_Task description_: This exercise calls for copying every line below that holds the word "clone".

_Information supplied_:

——————

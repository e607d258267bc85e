use serde_json::{json, Value};
use std::collections::HashMap;
use std::sync::Arc;

use super::dispatch::HandlerKind;
use super::pipeline::{self, Body, Validated};
use super::RouteContext;
use crate::api::Envelope;
use crate::error::ApiError;
use crate::store::{Document, DocumentStore};

/// Entry point for every generated route: validate, run the template, wrap the outcome.
pub async fn handle(ctx: Arc<RouteContext>, params: HashMap<String, String>, body: Body) -> Envelope {
    tracing::debug!("{} {} -> {} on {}", ctx.kind.verb(), ctx.endpoint, ctx.kind.name(), ctx.collection.name);

    match run(&ctx, &params, body).await {
        Ok(envelope) => envelope,
        Err(ApiError::Store(e)) => {
            tracing::error!("Store operation failed for {} {}: {}", ctx.kind.verb(), ctx.endpoint, e);
            Envelope::error(e.to_string())
        }
        Err(e) => {
            tracing::warn!("Rejected {} {}: {}", ctx.kind.verb(), ctx.endpoint, e);
            Envelope::error(e.to_string())
        }
    }
}

async fn run(ctx: &RouteContext, params: &HashMap<String, String>, body: Body) -> Result<Envelope, ApiError> {
    let input = pipeline::validate(
        ctx.kind.requirements(),
        &ctx.collection,
        &ctx.endpoint,
        ctx.param_key.as_deref(),
        params,
        body,
    )?;

    match ctx.kind {
        HandlerKind::ParamQuery => param_query(ctx, input).await,
        HandlerKind::PointLookup => point_lookup(ctx, input).await,
        HandlerKind::CollectionQuery | HandlerKind::CollectionScan => collection_read(ctx).await,
        HandlerKind::Create => create(ctx, input).await,
        HandlerKind::Replace => replace(ctx, input).await,
        HandlerKind::PartialUpdate => partial_update(ctx, input).await,
        HandlerKind::Delete => delete(ctx, input).await,
    }
}

fn documents_envelope(docs: Vec<Document>) -> Envelope {
    let count = docs.len();
    let data = Value::Array(docs.iter().map(Document::to_value).collect());
    Envelope::data_with_message(data, format!("Found {} documents", count))
}

/// Param is guaranteed by validation for every template that reads it.
fn param(input: &Validated) -> &str {
    input.param.as_deref().unwrap_or_default()
}

async fn param_query(ctx: &RouteContext, input: Validated) -> Result<Envelope, ApiError> {
    let field = ctx.param_key.clone().unwrap_or_default();
    let mut query = ctx.query.base.clone();
    query.filters.push(crate::store::Filter::new(
        field,
        ctx.query.param_operator,
        Value::String(param(&input).to_string()),
    ));

    let docs = ctx.store.get(&ctx.collection.name, &query).await?;
    Ok(documents_envelope(docs))
}

async fn point_lookup(ctx: &RouteContext, input: Validated) -> Result<Envelope, ApiError> {
    let id = param(&input);
    match ctx.store.get_by_id(&ctx.collection.name, id).await? {
        Some(doc) => Ok(Envelope::data(doc.to_value())),
        None => Err(ApiError::NotFound {
            id: id.to_string(),
            collection: ctx.collection.name.clone(),
        }),
    }
}

async fn collection_read(ctx: &RouteContext) -> Result<Envelope, ApiError> {
    let docs = ctx.store.get(&ctx.collection.name, &ctx.query.base).await?;
    Ok(documents_envelope(docs))
}

async fn create(ctx: &RouteContext, input: Validated) -> Result<Envelope, ApiError> {
    let id = ctx.store.add(&ctx.collection.name, input.fields).await?;
    tracing::info!("Created document {} in {}", id, ctx.collection.name);
    Ok(Envelope::data(json!({ "id": id })))
}

async fn replace(ctx: &RouteContext, input: Validated) -> Result<Envelope, ApiError> {
    let id = param(&input).to_string();
    ctx.store.set(&ctx.collection.name, &id, input.fields).await?;
    Ok(Envelope::message(format!("Document with id {} was updated", id)))
}

async fn partial_update(ctx: &RouteContext, input: Validated) -> Result<Envelope, ApiError> {
    let id = param(&input).to_string();
    ctx.store.update(&ctx.collection.name, &id, input.fields).await?;
    Ok(Envelope::message(format!("Document with id {} was updated", id)))
}

async fn delete(ctx: &RouteContext, input: Validated) -> Result<Envelope, ApiError> {
    let id = param(&input);
    ctx.store.delete(&ctx.collection.name, id).await?;
    Ok(Envelope::message(format!("Document with id {} was deleted", id)))
}

/// GET on the configured health endpoint.
pub async fn health(store: Arc<dyn DocumentStore>) -> Envelope {
    let now = chrono::Utc::now();

    match store.health_check().await {
        Ok(()) => Envelope::data(json!({ "store": "ok", "timestamp": now })),
        Err(e) => {
            tracing::error!("Store health check failed: {}", e);
            Envelope::error(e.to_string())
        }
    }
}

——————

_Answer below_:
    let field = ctx.param_key.clone().unwrap_or_default();
    let mut query = ctx.query.base.clone();
            collection: ctx.collection.name.clone(),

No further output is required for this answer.